Problem details: For the records that follow, say how many lines have the word "impl" in them. Write the number and nothing more.
Provided data below:
use crate::common::*;

/// Decides whether a concept is present from image-level annotations.
#[derive(Debug, Clone, Copy, PartialEq)]
pub struct ImageLevelTest {
    min_confidence: f64,
}

impl ImageLevelTest {
    pub fn new(min_confidence: f64) -> Self {
        Self { min_confidence }
    }

    pub fn min_confidence(&self) -> f64 {
        self.min_confidence
    }

    /// Check if any annotation of the concept reaches the confidence threshold.
    pub fn is_present(&self, detections: &[ImageDetection], concept: ConceptId) -> bool {
        detections
            .iter()
            .any(|det| det.concept == concept && det.confidence >= self.min_confidence)
    }
}

/// Decides whether a concept is large enough to see after the center crop.
#[derive(Debug, Clone, Copy, PartialEq)]
pub struct BboxLevelTest {
    min_bbox_size: f64,
}

impl BboxLevelTest {
    pub fn new(min_bbox_size: f64) -> Self {
        Self { min_bbox_size }
    }

    pub fn min_bbox_size(&self) -> f64 {
        self.min_bbox_size
    }

    /// Check if some real, non-depicted box of the concept covers more than
    /// the minimum area fraction of the cropped image.
    ///
    /// Boxes are judged one at a time. Their areas are never summed.
    pub fn is_significant(
        &self,
        crop: &CenterCrop,
        detections: &[BoxDetection],
        concept: ConceptId,
    ) -> bool {
        detections
            .iter()
            .filter(|det| !det.is_depiction && det.concept == concept)
            .any(|det| crop.projected_area(&det.rect) > self.min_bbox_size)
    }

    /// The largest projected area among real boxes of the selected concepts.
    ///
    /// Boxes missing the crop window are not counted.
    pub fn largest_area<F>(
        &self,
        crop: &CenterCrop,
        detections: &[BoxDetection],
        mut select: F,
    ) -> Option<f64>
    where
        F: FnMut(ConceptId) -> bool,
    {
        detections
            .iter()
            .filter(|det| !det.is_depiction && select(det.concept))
            .filter_map(|det| crop.project(&det.rect))
            .map(|rect| rect.area())
            .fold(None, |max: Option<f64>, area| {
                Some(max.map_or(area, |max| max.max(area)))
            })
    }
}

#[cfg(test)]
mod tests {
    use super::*;

    fn square_crop() -> CenterCrop {
        let size = HW::try_from_positive_hw([224usize, 224]).unwrap();
        CenterCrop::new(size, size).unwrap()
    }

    fn det(concept: ConceptId, tlbr: [f64; 4], is_depiction: bool) -> BoxDetection {
        BoxDetection {
            concept,
            rect: TLBR::try_from_ratio_tlbr(tlbr).unwrap(),
            is_depiction,
        }
    }

    #[test]
    fn image_level_confidence_threshold() {
        let test = ImageLevelTest::new(0.7);
        let detections = vec![
            ImageDetection {
                concept: 14048,
                confidence: 0.7,
            },
            ImageDetection {
                concept: 9273,
                confidence: 0.2,
            },
        ];
        assert!(test.is_present(&detections, 14048));
        assert!(!test.is_present(&detections, 9273));
        assert!(!test.is_present(&detections, 11417));
    }

    #[test]
    fn bbox_level_area_threshold() {
        let crop = square_crop();
        let test = BboxLevelTest::new(0.05);

        // two small boxes are not merged
        let small = vec![
            det(68, [0.0, 0.0, 0.2, 0.2], false),
            det(68, [0.5, 0.5, 0.7, 0.7], false),
        ];
        assert!(!test.is_significant(&crop, &small, 68));

        let large = vec![det(68, [0.0, 0.0, 0.5, 0.5], false)];
        assert!(test.is_significant(&crop, &large, 68));
        assert!(!test.is_significant(&crop, &large, 227));

        let depicted = vec![det(68, [0.0, 0.0, 1.0, 1.0], true)];
        assert!(!test.is_significant(&crop, &depicted, 68));
    }

    #[test]
    fn bbox_level_largest_area() {
        let crop = square_crop();
        let test = BboxLevelTest::new(0.05);
        let detections = vec![
            det(68, [0.0, 0.0, 0.5, 0.5], false),
            det(227, [0.0, 0.0, 0.5, 1.0], false),
            det(307, [0.0, 0.0, 1.0, 1.0], true),
            det(14, [0.0, 0.0, 1.0, 1.0], false),
        ];

        let area = test
            .largest_area(&crop, &detections, |id| [68, 227, 307].contains(&id))
            .unwrap();
        assert!((area - 0.5).abs() < 1e-2);
        assert_eq!(test.largest_area(&crop, &detections, |id| id == 501), None);
    }
}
End of Provided data.
Completed exercise: 2